Fernando Scarpa: Baile de máscaras antes e depois do Carnaval

A vida é um Carnaval e lá se vão os Lulas, Dilmas e Cerverós sambando e bebendo cerveja junto ao agente da Federal que os prendeu

Por O Dia

Rio - Estamos em em período de Pré-Carnaval, o tema é inevitável. A cidade compete, provoca, tudo gira em torno da festa. No Brasil, as grandes crises, os processos, as investigações acabam em pizza e, dependendo da época, em Carnaval mesmo. Lá vamos nós para mais um.

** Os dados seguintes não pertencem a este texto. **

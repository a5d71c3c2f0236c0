//! Framed message codec for the client/daemon stream: one byte of opcode,
//! a payload length, a parameter count, then tag-length-value parameters.
//! Opcodes are single printable characters so logs stay greppable.

use tokio::io::{AsyncRead, AsyncReadExt, AsyncWrite, AsyncWriteExt};

use crate::errors::ProtocolError;

/// Decode-side cap on one frame's TLV payload.
pub const MAX_PAYLOAD: usize = 4 * 1024 * 1024;

#[derive(Clone, Copy, Debug, PartialEq, Eq)]
#[repr(u8)]
pub enum Opcode {
    Stdin = b'i',
    Stdout = b'o',
    Stderr = b'e',
    Cmd = b'c',
    CmdAck = b'C',
    Completion = b'v',
    CompletionAck = b'V',
    Help = b'h',
    HelpAck = b'H',
    Notification = b'n',
    Exit = b'x',
    Auth = b'a',
    AuthAck = b'A',
    Keepalive = b'k',
}

impl Opcode {
    pub fn from_u8(byte: u8) -> Option<Self> {
        match byte {
            b'i' => Some(Self::Stdin),
            b'o' => Some(Self::Stdout),
            b'e' => Some(Self::Stderr),
            b'c' => Some(Self::Cmd),
            b'C' => Some(Self::CmdAck),
            b'v' => Some(Self::Completion),
            b'V' => Some(Self::CompletionAck),
            b'h' => Some(Self::Help),
            b'H' => Some(Self::HelpAck),
            b'n' => Some(Self::Notification),
            b'x' => Some(Self::Exit),
            b'a' => Some(Self::Auth),
            b'A' => Some(Self::AuthAck),
            b'k' => Some(Self::Keepalive),
            _ => None,
        }
    }

    pub fn as_char(self) -> char {
        self as u8 as char
    }
}

/// Well-known parameter tags.
pub mod tags {
    pub const LINE: u16 = 1;
    pub const RETCODE: u16 = 2;
    pub const ERROR: u16 = 3;
    pub const PREFIX: u16 = 4;
    pub const CANDIDATE: u16 = 5;
    pub const HELP_NAME: u16 = 6;
    pub const HELP_TEXT: u16 = 7;
    pub const USER: u16 = 8;
    pub const CHUNK: u16 = 9;
    pub const REASON: u16 = 10;
    pub const CANCELLED: u16 = 11;
    pub const DONE: u16 = 12;
}

#[derive(Clone, Debug, PartialEq, Eq)]
pub struct Frame {
    pub opcode: Opcode,
    pub params: Vec<(u16, Vec<u8>)>,
}

impl Frame {
    pub fn new(opcode: Opcode) -> Self {
        Self {
            opcode,
            params: Vec::new(),
        }
    }

    pub fn with_bytes(mut self, tag: u16, value: impl Into<Vec<u8>>) -> Self {
        self.params.push((tag, value.into()));
        self
    }

    pub fn with_str(self, tag: u16, value: impl AsRef<str>) -> Self {
        self.with_bytes(tag, value.as_ref().as_bytes().to_vec())
    }

    pub fn first(&self, tag: u16) -> Option<&[u8]> {
        self.params
            .iter()
            .find(|(found, _)| *found == tag)
            .map(|(_, value)| value.as_slice())
    }

    pub fn first_str(&self, tag: u16) -> Option<&str> {
        self.first(tag).and_then(|bytes| std::str::from_utf8(bytes).ok())
    }

    pub fn all(&self, tag: u16) -> impl Iterator<Item = &[u8]> {
        self.params
            .iter()
            .filter(move |(found, _)| *found == tag)
            .map(|(_, value)| value.as_slice())
    }

    pub fn has(&self, tag: u16) -> bool {
        self.first(tag).is_some()
    }

    pub fn encode(&self) -> Vec<u8> {
        let payload_len: usize = self
            .params
            .iter()
            .map(|(_, value)| 2 + 4 + value.len())
            .sum();
        let mut bytes = Vec::with_capacity(1 + 4 + 2 + payload_len);
        bytes.push(self.opcode as u8);
        bytes.extend_from_slice(&(payload_len as u32).to_be_bytes());
        bytes.extend_from_slice(&(self.params.len() as u16).to_be_bytes());
        for (tag, value) in &self.params {
            bytes.extend_from_slice(&tag.to_be_bytes());
            bytes.extend_from_slice(&(value.len() as u32).to_be_bytes());
            bytes.extend_from_slice(value);
        }
        bytes
    }
}

/// Read one frame. Ok(None) means the peer closed cleanly between frames.
pub async fn read_frame<R>(reader: &mut R) -> Result<Option<Frame>, ProtocolError>
where
    R: AsyncRead + Unpin,
{
    let mut opcode_byte = [0u8; 1];
    match reader.read_exact(&mut opcode_byte).await {
        Ok(_) => {}
        Err(err) if err.kind() == std::io::ErrorKind::UnexpectedEof => return Ok(None),
        Err(err) => return Err(ProtocolError::Io(err.to_string())),
    }
    let Some(opcode) = Opcode::from_u8(opcode_byte[0]) else {
        return Err(ProtocolError::MalformedFrame(format!(
            "unknown opcode byte 0x{:02x}",
            opcode_byte[0]
        )));
    };

    let mut header = [0u8; 6];
    read_fully(reader, &mut header).await?;
    let payload_len = u32::from_be_bytes([header[0], header[1], header[2], header[3]]) as usize;
    let param_count = u16::from_be_bytes([header[4], header[5]]) as usize;
    if payload_len > MAX_PAYLOAD {
        return Err(ProtocolError::MalformedFrame(format!(
            "payload of {payload_len} bytes exceeds cap"
        )));
    }

    let mut payload = vec![0u8; payload_len];
    read_fully(reader, &mut payload).await?;

    let mut params = Vec::with_capacity(param_count);
    let mut offset = 0usize;
    for _ in 0..param_count {
        if offset + 6 > payload.len() {
            return Err(ProtocolError::MalformedFrame(
                "truncated parameter header".to_owned(),
            ));
        }
        let tag = u16::from_be_bytes([payload[offset], payload[offset + 1]]);
        let len = u32::from_be_bytes([
            payload[offset + 2],
            payload[offset + 3],
            payload[offset + 4],
            payload[offset + 5],
        ]) as usize;
        offset += 6;
        if offset + len > payload.len() {
            return Err(ProtocolError::MalformedFrame(
                "parameter overruns payload".to_owned(),
            ));
        }
        params.push((tag, payload[offset..offset + len].to_vec()));
        offset += len;
    }
    if offset != payload.len() {
        return Err(ProtocolError::MalformedFrame(
            "trailing bytes after parameters".to_owned(),
        ));
    }

    Ok(Some(Frame { opcode, params }))
}

pub async fn write_frame<W>(writer: &mut W, frame: &Frame) -> Result<(), ProtocolError>
where
    W: AsyncWrite + Unpin,
{
    writer
        .write_all(&frame.encode())
        .await
        .map_err(|err| ProtocolError::Io(err.to_string()))?;
    writer
        .flush()
        .await
        .map_err(|err| ProtocolError::Io(err.to_string()))?;
    Ok(())
}

async fn read_fully<R>(reader: &mut R, buf: &mut [u8]) -> Result<(), ProtocolError>
where
    R: AsyncRead + Unpin,
{
    match reader.read_exact(buf).await {
        Ok(_) => Ok(()),
        Err(err) if err.kind() == std::io::ErrorKind::UnexpectedEof => {
            Err(ProtocolError::ConnectionClosed)
        }
        Err(err) => Err(ProtocolError::Io(err.to_string())),
    }
}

Charges, colunas de análise econômica e política seguem suas pautas baseadas nos acontecimentos, fazendo críticas. O mercado de acessórios e alegorias não fica atrás. Todos sobrevivem mais abastecidos pelos meliantes do que pelos heróis. Os políticos, o Judiciário e a Polícia Federal são fortes fornecedores de rostos que, embora atrás das grades, vão também desfilar pelas ruas suas fisionomias grudadas no rosto dos foliões. Calma, leitor, eles não receberam indulto de Carnaval, nem vão ser musos de nenhum bloco.

Não é só rosto de político corrupto que vende máscara no Carnaval. O agente da PF com fisionomia oriental é um exemplo. Ele se destacou, com os óculos Ray Ban, sempre conduzindo um corrupto à prisão. Já virou ‘folião’. Diferentemente da vida real, no meio da rua, vai brincar, sambar e beber misturado aos que prendeu.

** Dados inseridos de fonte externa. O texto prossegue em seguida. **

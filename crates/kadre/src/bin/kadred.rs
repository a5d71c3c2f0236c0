use std::path::PathBuf;
use std::sync::Arc;

use kadre::{DaemonConfig, ServeError, ServerBuilder};

#[derive(Debug)]
struct CliConfig {
    socket: PathBuf,
    scheme: PathBuf,
    start_entry: Option<String>,
    log: Option<PathBuf>,
    dry_run: bool,
}

const USAGE: &str = "usage: kadred --scheme FILE [--socket PATH] [--start-entry NAME] \
[--log FILE] [--dry-run]";

fn main() {
    let cfg = match parse_args() {
        Ok(cfg) => cfg,
        Err(message) => {
            eprintln!("{message}");
            eprintln!("{USAGE}");
            std::process::exit(1);
        }
    };

    if let Err(message) = init_logging(cfg.log.as_deref()) {
        eprintln!("{message}");
        std::process::exit(1);
    }

    let runtime = match tokio::runtime::Builder::new_multi_thread().enable_all().build() {
        Ok(runtime) => runtime,
        Err(err) => {
            eprintln!("failed to start runtime: {err}");
            std::process::exit(3);
        }
    };

    let code = runtime.block_on(run(cfg));
    std::process::exit(code);
}

async fn run(cfg: CliConfig) -> i32 {
    let mut daemon_config = DaemonConfig::new()
        .with_socket_path(&cfg.socket)
        .with_dry_run(cfg.dry_run);
    if let Some(entry) = &cfg.start_entry {
        daemon_config = daemon_config.with_start_entry(entry);
    }

    let daemon = match ServerBuilder::new()
        .with_config(daemon_config)
        .serve_deploy_file(&cfg.scheme)
        .await
    {
        Ok(daemon) => daemon,
        Err(err @ (ServeError::Scheme(_) | ServeError::SchemeFile { .. })) => {
            eprintln!("{err}");
            return 2;
        }
        Err(err) => {
            eprintln!("{err}");
            return 3;
        }
    };
    tracing::info!(socket = ?daemon.socket_path(), scheme = ?cfg.scheme, "kadred serving");

    if let Err(err) = tokio::signal::ctrl_c().await {
        tracing::warn!(error = %err, "signal wait failed");
    }
    tracing::info!("shutting down");
    daemon.shutdown().await;
    0
}

fn init_logging(log: Option<&std::path::Path>) -> Result<(), String> {
    match log {
        None => {
            tracing_subscriber::fmt()
                .with_writer(std::io::stderr)
                .init();
        }
        Some(path) => {
            let file = std::fs::OpenOptions::new()
                .create(true)
                .append(true)
                .open(path)
                .map_err(|err| format!("failed to open log {path:?}: {err}"))?;
            tracing_subscriber::fmt()
                .with_ansi(false)
                .with_writer(Arc::new(file))
                .init();
        }
    }
    Ok(())
}

fn parse_args() -> Result<CliConfig, String> {
    let mut socket = PathBuf::from(kadre::DEFAULT_SOCKET_PATH);
    let mut scheme: Option<PathBuf> = None;
    let mut start_entry = None;
    let mut log = None;
    let mut dry_run = false;

    let mut args = std::env::args().skip(1);
    while let Some(arg) = args.next() {
        match arg.as_str() {
            "--socket" => {
                let Some(value) = args.next() else {
                    return Err("--socket requires a path".to_owned());
                };
                socket = PathBuf::from(value);
            }
            "--scheme" => {
                let Some(value) = args.next() else {
                    return Err("--scheme requires a path".to_owned());
                };
                scheme = Some(PathBuf::from(value));
            }
            "--start-entry" => {
                let Some(value) = args.next() else {
                    return Err("--start-entry requires a name".to_owned());
                };
                start_entry = Some(value);
            }
            "--log" => {
                let Some(value) = args.next() else {
                    return Err("--log requires a path".to_owned());
                };
                log = Some(PathBuf::from(value));
            }
            "--dry-run" => dry_run = true,
            "--help" | "-h" => {
                println!("{USAGE}");
                std::process::exit(0);
            }
            other => return Err(format!("unknown argument {other:?}")),
        }
    }

    let Some(scheme) = scheme else {
        return Err("--scheme is required".to_owned());
    };
    Ok(CliConfig {
        socket,
        scheme,
        start_entry,
        log,
        dry_run,
    })
}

Todo ano, a indústria de máscaras, atenta à política, acaba contando a história do Brasil através dos carnavais. Nesse agenciamento entre Carnaval, desejo de se fantasiar e necessidade de faturar, a turma que mais se destacou ao longo do ano, tanto nos bons quanto nos maus agenciamentos na vida, acaba imortalizada. Depois da Quarta-Feira de Cinzas, ainda descobrimos qual rosto foi o campeão de vendas. A do japonês é forte concorrente.

No Carnaval, as máscaras funcionam como um tipo de indulto. Elas infestam a cidade com esses personagens grotescos, que estão atrás das grades. Nas ruas, são apenas máscaras, nada muito diferente da vida real. Afinal, no dia a dia, eles também se fantasiam de bonzinhos, não se lembram de nada, são inocentes mascarados tanto quanto as falsas de plástico.

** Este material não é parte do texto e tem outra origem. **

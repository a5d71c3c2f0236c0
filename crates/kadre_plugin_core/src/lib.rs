use std::fmt;
use std::io::{Read, Write};
use std::sync::atomic::{AtomicBool, Ordering};
use std::sync::Arc;

use serde::{Deserialize, Serialize};
use thiserror::Error;

#[derive(Clone, Copy, Debug, PartialEq, Eq, Serialize, Deserialize)]
pub struct PluginContractVersion {
    pub major: u8,
    pub minor: u8,
}

impl PluginContractVersion {
    pub const CURRENT: Self = Self { major: 1, minor: 0 };

    pub const fn new(major: u8, minor: u8) -> Self {
        Self { major, minor }
    }

    /// Host-side compatibility gate: a plugin is accepted when its major
    /// matches the host major and its minor does not exceed the host minor.
    pub const fn accepts(self, plugin: Self) -> bool {
        self.major == plugin.major && plugin.minor <= self.minor
    }
}

/// Tri-valued flag: scheme attributes may leave a symbol policy undefined so
/// the symbol's own default applies.
#[derive(Clone, Copy, Debug, Default, PartialEq, Eq, Serialize, Deserialize)]
#[serde(rename_all = "camelCase")]
pub enum Tri {
    #[default]
    Undefined,
    False,
    True,
}

impl Tri {
    pub const fn resolve(self, default: bool) -> bool {
        match self {
            Tri::Undefined => default,
            Tri::False => false,
            Tri::True => true,
        }
    }
}

#[derive(Clone, Copy, Debug, PartialEq, Eq, Serialize, Deserialize)]
#[serde(rename_all = "camelCase")]
pub enum ContextKind {
    /// Regular command action.
    Action,
    /// Auxiliary invocation: ptype validation, cond, prompt, completion, log.
    ServiceAction,
}

#[derive(Clone, Debug, Error, PartialEq, Eq)]
pub enum PluginIssue {
    #[error("plugin init failed: {0}")]
    Init(String),
    #[error("plugin fini failed: {0}")]
    Fini(String),
    #[error("symbol {0:?} is already registered")]
    DuplicateSymbol(String),
    #[error("plugin {0:?} is already registered")]
    DuplicatePlugin(String),
}

pub type SymbolFn = Arc<dyn Fn(&mut SymContext) -> i32 + Send + Sync>;

/// Named callable with execution policy metadata.
#[derive(Clone)]
pub struct Symbol {
    name: String,
    handler: SymbolFn,
    permanent: Tri,
    sync: Tri,
    silent: bool,
}

impl Symbol {
    pub fn new(
        name: impl Into<String>,
        handler: impl Fn(&mut SymContext) -> i32 + Send + Sync + 'static,
    ) -> Self {
        Self {
            name: name.into(),
            handler: Arc::new(handler),
            permanent: Tri::Undefined,
            sync: Tri::Undefined,
            silent: false,
        }
    }

    /// Permanent symbols keep executing in dry-run sessions.
    pub fn with_permanent(mut self, permanent: Tri) -> Self {
        self.permanent = permanent;
        self
    }

    /// Sync symbols are invoked inline instead of on an isolated task.
    pub fn with_sync(mut self, sync: Tri) -> Self {
        self.sync = sync;
        self
    }

    /// Silent symbols run with detached stdio.
    pub fn with_silent(mut self, silent: bool) -> Self {
        self.silent = silent;
        self
    }

    pub fn name(&self) -> &str {
        &self.name
    }

    pub fn permanent(&self) -> Tri {
        self.permanent
    }

    pub fn sync(&self) -> Tri {
        self.sync
    }

    pub fn silent(&self) -> bool {
        self.silent
    }

    pub fn invoke(&self, context: &mut SymContext) -> i32 {
        (self.handler)(context)
    }
}

impl fmt::Debug for Symbol {
    fn fmt(&self, f: &mut fmt::Formatter<'_>) -> fmt::Result {
        f.debug_struct("Symbol")
            .field("name", &self.name)
            .field("permanent", &self.permanent)
            .field("sync", &self.sync)
            .field("silent", &self.silent)
            .finish_non_exhaustive()
    }
}

/// Ordered, name-unique symbol collection filled during plugin init.
#[derive(Clone, Debug, Default)]
pub struct SymbolRegistry {
    symbols: Vec<Symbol>,
}

impl SymbolRegistry {
    pub fn new() -> Self {
        Self::default()
    }

    pub fn register(&mut self, symbol: Symbol) -> Result<(), PluginIssue> {
        if self.find(symbol.name()).is_some() {
            return Err(PluginIssue::DuplicateSymbol(symbol.name().to_owned()));
        }
        self.symbols.push(symbol);
        Ok(())
    }

    pub fn find(&self, name: &str) -> Option<&Symbol> {
        self.symbols.iter().find(|sym| sym.name() == name)
    }

    pub fn iter(&self) -> impl Iterator<Item = &Symbol> {
        self.symbols.iter()
    }

    pub fn len(&self) -> usize {
        self.symbols.len()
    }

    pub fn is_empty(&self) -> bool {
        self.symbols.is_empty()
    }

    pub fn into_symbols(self) -> Vec<Symbol> {
        self.symbols
    }
}

/// In-process plugin implementation. The scheme's prepare step checks the
/// contract version, then calls `init` exactly once to collect symbols;
/// `fini` runs in reverse registration order at scheme teardown.
pub trait PluginHandler: Send + Sync + 'static {
    fn version(&self) -> PluginContractVersion;

    fn init(&self, registry: &mut SymbolRegistry, conf: Option<&str>) -> Result<(), PluginIssue>;

    fn fini(&self) -> Result<(), PluginIssue> {
        Ok(())
    }
}

/// Maps plugin ids to handlers. This is the entire loader interface: any
/// mechanism able to hand out an in-process `PluginHandler` can populate it.
#[derive(Clone, Default)]
pub struct PluginCatalog {
    handlers: Vec<(String, Arc<dyn PluginHandler>)>,
}

impl PluginCatalog {
    pub fn new() -> Self {
        Self::default()
    }

    pub fn register(
        &mut self,
        id: impl Into<String>,
        handler: Arc<dyn PluginHandler>,
    ) -> Result<(), PluginIssue> {
        let id = id.into();
        if self.find(&id).is_some() {
            return Err(PluginIssue::DuplicatePlugin(id));
        }
        self.handlers.push((id, handler));
        Ok(())
    }

    pub fn with(
        mut self,
        id: impl Into<String>,
        handler: Arc<dyn PluginHandler>,
    ) -> Result<Self, PluginIssue> {
        self.register(id, handler)?;
        Ok(self)
    }

    pub fn find(&self, id: &str) -> Option<&Arc<dyn PluginHandler>> {
        self.handlers
            .iter()
            .find(|(handler_id, _)| handler_id == id)
            .map(|(_, handler)| handler)
    }
}

impl fmt::Debug for PluginCatalog {
    fn fmt(&self, f: &mut fmt::Formatter<'_>) -> fmt::Result {
        let ids: Vec<&str> = self.handlers.iter().map(|(id, _)| id.as_str()).collect();
        f.debug_struct("PluginCatalog").field("ids", &ids).finish()
    }
}

/// Session surface visible to symbols. Navigation-style symbols mutate the
/// path through this handle; they never see scheme internals.
pub trait SessionHandle: Send + Sync + 'static {
    fn done(&self) -> bool;
    fn set_done(&self, done: bool);
    fn dry_run(&self) -> bool;
    fn path_depth(&self) -> usize;
    fn path_names(&self) -> Vec<String>;
    /// Push the view at `view_path` (scheme path, e.g. "/configure").
    fn push_view(&self, view_path: &str) -> Result<(), String>;
    /// Pop one level. Returns false when already at the root.
    fn pop_view(&self) -> bool;
    /// Swap the top level for another view; works at the root too.
    fn replace_view(&self, view_path: &str) -> Result<(), String>;
    fn user(&self) -> Option<String>;
    fn pid(&self) -> Option<i32>;
    fn uid(&self) -> Option<u32>;
}

/// One matched (entry name, token) pair as exposed to symbols.
#[derive(Clone, Debug, PartialEq, Eq, Serialize, Deserialize)]
#[serde(rename_all = "camelCase")]
pub struct PargView {
    pub entry: String,
    pub value: String,
}

/// Construction-side description of a symbol invocation.
#[derive(Clone, Debug)]
pub struct ContextSpec {
    pub kind: ContextKind,
    pub script: Option<String>,
    pub command: Option<String>,
    pub candidate: Option<String>,
    pub pargs: Vec<PargView>,
    pub retcode: i32,
}

impl ContextSpec {
    pub fn service(script: Option<String>) -> Self {
        Self {
            kind: ContextKind::ServiceAction,
            script,
            command: None,
            candidate: None,
            pargs: Vec::new(),
            retcode: 0,
        }
    }
}

pub struct SymStdio {
    pub stdin: Box<dyn Read + Send>,
    pub stdout: Box<dyn Write + Send>,
    pub stderr: Box<dyn Write + Send>,
}

impl SymStdio {
    /// Detached streams for silent symbols: reads see EOF, writes vanish.
    pub fn detached() -> Self {
        Self {
            stdin: Box::new(std::io::empty()),
            stdout: Box::new(std::io::sink()),
            stderr: Box::new(std::io::sink()),
        }
    }
}

/// Runtime record passed to a symbol invocation. Accessors only; the scheme
/// and session internals stay on the host side of this boundary.
pub struct SymContext {
    kind: ContextKind,
    script: Option<String>,
    command: Option<String>,
    candidate: Option<String>,
    pargs: Vec<PargView>,
    retcode: i32,
    stdio: SymStdio,
    cancel: Arc<AtomicBool>,
    session: Arc<dyn SessionHandle>,
}

impl SymContext {
    pub fn new(
        spec: ContextSpec,
        stdio: SymStdio,
        cancel: Arc<AtomicBool>,
        session: Arc<dyn SessionHandle>,
    ) -> Self {
        Self {
            kind: spec.kind,
            script: spec.script,
            command: spec.command,
            candidate: spec.candidate,
            pargs: spec.pargs,
            retcode: spec.retcode,
            stdio,
            cancel,
            session,
        }
    }

    pub fn kind(&self) -> ContextKind {
        self.kind
    }

    pub fn script(&self) -> Option<&str> {
        self.script.as_deref()
    }

    pub fn command(&self) -> Option<&str> {
        self.command.as_deref()
    }

    /// Token under validation when a ptype action runs.
    pub fn candidate(&self) -> Option<&str> {
        self.candidate.as_deref()
    }

    pub fn pargs(&self) -> &[PargView] {
        &self.pargs
    }

    pub fn parg_value(&self, entry: &str) -> Option<&str> {
        self.pargs
            .iter()
            .find(|parg| parg.entry == entry)
            .map(|parg| parg.value.as_str())
    }

    /// Accumulated retcode of the surrounding action list.
    pub fn retcode(&self) -> i32 {
        self.retcode
    }

    pub fn cancelled(&self) -> bool {
        self.cancel.load(Ordering::Relaxed)
    }

    pub fn stdin(&mut self) -> &mut (dyn Read + Send) {
        &mut *self.stdio.stdin
    }

    pub fn stdout(&mut self) -> &mut (dyn Write + Send) {
        &mut *self.stdio.stdout
    }

    pub fn stderr(&mut self) -> &mut (dyn Write + Send) {
        &mut *self.stdio.stderr
    }

    /// All three streams at once, for symbols that pump them concurrently.
    pub fn stdio_mut(
        &mut self,
    ) -> (
        &mut (dyn Read + Send),
        &mut (dyn Write + Send),
        &mut (dyn Write + Send),
    ) {
        (
            &mut *self.stdio.stdin,
            &mut *self.stdio.stdout,
            &mut *self.stdio.stderr,
        )
    }

    /// Take ownership of the input stream, leaving an empty one behind.
    /// Lets a symbol pump stdin from a thread that outlives the borrow.
    pub fn take_stdin(&mut self) -> Box<dyn Read + Send> {
        std::mem::replace(&mut self.stdio.stdin, Box::new(std::io::empty()))
    }

    /// Shared cancel flag, for symbols that poll it from worker threads.
    pub fn cancel_handle(&self) -> Arc<AtomicBool> {
        Arc::clone(&self.cancel)
    }

    pub fn session(&self) -> &Arc<dyn SessionHandle> {
        &self.session
    }
}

A vida é um Carnaval e lá se vão os Lulas, Dilmas e Cerverós sambando e bebendo cerveja junto ao agente da Federal que os prendeu, ao som dos tamborins nesse Carnaval louco, em que o carioca sofre e ri da mixórdia reinante. Já foram quatro dias de folia e brincadeira, que se acabam nas cinzas da quarta-feira, quando caem as máscaras e vêm outras, com a fisionomia preocupada diante de mais um ano duro.